(INPUT MATERIAL begins)

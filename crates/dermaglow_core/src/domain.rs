//! crates/dermaglow_core/src/domain.rs
//!
//! Defines the pure, core data structures for the application.
//! These structs are independent of any wire format or vendor SDK.

use bytes::Bytes;
use chrono::{DateTime, Utc};
use uuid::Uuid;

/// The authenticated identity carried inside a [`Session`].
///
/// Derived from the session, never mutated independently.
#[derive(Debug, Clone, PartialEq, Eq)]
pub struct AuthUser {
    pub id: Uuid,
    pub email: String,
}

/// The credential bundle issued by the auth collaborator.
///
/// Replaced wholesale on every auth event; nulled on sign-out.
#[derive(Debug, Clone, PartialEq, Eq)]
pub struct Session {
    pub access_token: String,
    pub refresh_token: String,
    pub expires_at: DateTime<Utc>,
    pub user: AuthUser,
}

/// The mutable user-owned record, keyed by user id and kept separate
/// from the session credentials.
#[derive(Debug, Clone, PartialEq, Eq)]
pub struct UserProfile {
    pub id: Uuid,
    pub email: Option<String>,
    pub full_name: Option<String>,
    pub username: Option<String>,
    pub avatar_url: Option<String>,
    pub updated_at: Option<DateTime<Utc>>,
}

/// A partial profile patch. `None` fields are left untouched by the
/// collaborator; the caller always receives the canonical updated row back.
#[derive(Debug, Clone, Default)]
pub struct ProfileUpdate {
    pub full_name: Option<String>,
    pub username: Option<String>,
    pub avatar_url: Option<String>,
}

/// Display info optionally attached to a sign-up request.
#[derive(Debug, Clone, Default)]
pub struct SignUpInfo {
    pub full_name: Option<String>,
    pub username: Option<String>,
}

/// A stored skin-evaluation questionnaire result. Only the most recent
/// record per user is ever queried.
#[derive(Debug, Clone)]
pub struct SkinAssessment {
    pub id: Uuid,
    pub skin_type: String,
    pub hydration_level: Option<String>,
    pub created_at: DateTime<Utc>,
}

/// An avatar image handed to the upload operation.
#[derive(Debug, Clone)]
pub struct AvatarUpload {
    pub file_name: String,
    pub content_type: String,
    pub bytes: Bytes,
}

/// Kinds of notifications emitted by the auth collaborator's event stream.
#[derive(Debug, Clone, Copy, PartialEq, Eq)]
pub enum AuthEvent {
    SignedIn,
    SignedOut,
    TokenRefreshed,
    UserUpdated,
}

/// One notification from the auth-state stream: the event kind plus the
/// full replacement session (or `None` when signed out).
#[derive(Debug, Clone)]
pub struct AuthChange {
    pub event: AuthEvent,
    pub session: Option<Session>,
}

//=========================================================================================
// AI payloads (transient, per-request)
//=========================================================================================

/// The structured result of analyzing one skincare ingredient.
#[derive(Debug, Clone, PartialEq, Eq)]
pub struct IngredientAnalysis {
    /// Overall rating, 1 (poor) through 10 (excellent).
    pub rating: u8,
    pub category: String,
    pub benefits: String,
    pub how_to_use: String,
    pub mechanism_of_action: String,
    pub safety_usage_limit: String,
    pub side_effects: String,
    pub suitable_skin_types: String,
}

impl IngredientAnalysis {
    /// One-word quality label for the rating (8+ excellent, 6+ good,
    /// 4+ fair, below that poor).
    pub fn rating_badge(&self) -> &'static str {
        match self.rating {
            8..=10 => "Excellent",
            6..=7 => "Good",
            4..=5 => "Fair",
            _ => "Poor",
        }
    }

    /// Renders the professional summary paragraph shown alongside the
    /// analysis. The confidence sentence switches at ratings 7 and 4.
    pub fn professional_summary(&self) -> String {
        let verdict = match self.rating {
            7..=10 => {
                " This ingredient is well-researched and generally considered safe and \
                 effective for most users."
            }
            4..=6 => {
                " This ingredient shows promise but may require careful use or have \
                 limited research."
            }
            _ => " This ingredient may have safety concerns or limited efficacy data.",
        };
        format!(
            "This {} has received a rating of {}/10 based on its efficacy, safety \
             profile, and scientific backing.{}",
            self.category.to_lowercase(),
            self.rating,
            verdict
        )
    }
}

/// How many products the generated routine should involve.
#[derive(Debug, Clone, Copy, PartialEq, Eq)]
pub enum RoutineComplexity {
    TwoStep,
    ThreeToFourStep,
    MoreThanFourStep,
}

impl RoutineComplexity {
    /// The label used on the wire and in prompts.
    pub fn as_str(&self) -> &'static str {
        match self {
            Self::TwoStep => "2-step",
            Self::ThreeToFourStep => "3-4-step",
            Self::MoreThanFourStep => "more-than-4-step",
        }
    }

    pub fn parse(s: &str) -> Option<Self> {
        match s {
            "2-step" => Some(Self::TwoStep),
            "3-4-step" => Some(Self::ThreeToFourStep),
            "more-than-4-step" => Some(Self::MoreThanFourStep),
            _ => None,
        }
    }
}

/// The skin profile sent to the routine-generation collaborator.
#[derive(Debug, Clone)]
pub struct RoutineRequest {
    pub skin_type: String,
    pub concerns: Vec<String>,
    pub complexity: RoutineComplexity,
}

impl RoutineRequest {
    /// A request is only submittable with a skin type and at least one concern.
    pub fn is_complete(&self) -> bool {
        !self.skin_type.trim().is_empty()
            && self.concerns.iter().any(|c| !c.trim().is_empty())
    }
}

/// One step in a generated routine.
#[derive(Debug, Clone, PartialEq, Eq)]
pub struct RoutineStep {
    pub step: u32,
    pub product_type: String,
    pub product_name: String,
    pub instructions: String,
    pub benefits: String,
    pub timing: String,
    pub optional: bool,
}

/// A generated skincare routine: ordered morning and evening step
/// sequences plus four advisory notes.
#[derive(Debug, Clone, PartialEq, Eq)]
pub struct RoutineResponse {
    pub morning_routine: Vec<RoutineStep>,
    pub evening_routine: Vec<RoutineStep>,
    pub general_tips: String,
    pub frequency_notes: String,
    pub weekly_schedule: String,
    pub product_recommendations: String,
}

#[cfg(test)]
mod tests {
    use super::*;

    fn analysis(rating: u8) -> IngredientAnalysis {
        IngredientAnalysis {
            rating,
            category: "Active".to_string(),
            benefits: String::new(),
            how_to_use: String::new(),
            mechanism_of_action: String::new(),
            safety_usage_limit: String::new(),
            side_effects: String::new(),
            suitable_skin_types: String::new(),
        }
    }

    #[test]
    fn summary_high_rating_is_high_confidence() {
        let summary = analysis(9).professional_summary();
        assert!(summary.contains("well-researched"));
        assert!(summary.contains("effective"));
        assert!(summary.contains("9/10"));
        assert!(summary.starts_with("This active"));
    }

    #[test]
    fn summary_mid_rating_warns_about_careful_use() {
        let summary = analysis(5).professional_summary();
        assert!(summary.contains("may require careful use"));
    }

    #[test]
    fn summary_low_rating_flags_safety_concerns() {
        let summary = analysis(2).professional_summary();
        assert!(summary.contains("safety concerns"));
    }

    #[test]
    fn rating_badges_follow_thresholds() {
        assert_eq!(analysis(10).rating_badge(), "Excellent");
        assert_eq!(analysis(8).rating_badge(), "Excellent");
        assert_eq!(analysis(7).rating_badge(), "Good");
        assert_eq!(analysis(4).rating_badge(), "Fair");
        assert_eq!(analysis(3).rating_badge(), "Poor");
    }

    #[test]
    fn complexity_labels_round_trip() {
        for c in [
            RoutineComplexity::TwoStep,
            RoutineComplexity::ThreeToFourStep,
            RoutineComplexity::MoreThanFourStep,
        ] {
            assert_eq!(RoutineComplexity::parse(c.as_str()), Some(c));
        }
        assert_eq!(RoutineComplexity::parse("5-step"), None);
    }

    #[test]
    fn routine_request_completeness() {
        let mut req = RoutineRequest {
            skin_type: "Oily".to_string(),
            concerns: vec!["Acne".to_string()],
            complexity: RoutineComplexity::TwoStep,
        };
        assert!(req.is_complete());

        req.concerns.clear();
        assert!(!req.is_complete());

        req.concerns.push("  ".to_string());
        assert!(!req.is_complete());

        req.concerns.push("Aging".to_string());
        req.skin_type = String::new();
        assert!(!req.is_complete());
    }
}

(INPUT MATERIAL ends)

[PROBLEM DESCRIPTION] Search the entries for the word "ThreeToFourStep" and copy every line that holds it.

[TASK RESPONSE]
    ThreeToFourStep,
            Self::ThreeToFourStep => "3-4-step",
            "3-4-step" => Some(Self::ThreeToFourStep),
            RoutineComplexity::ThreeToFourStep,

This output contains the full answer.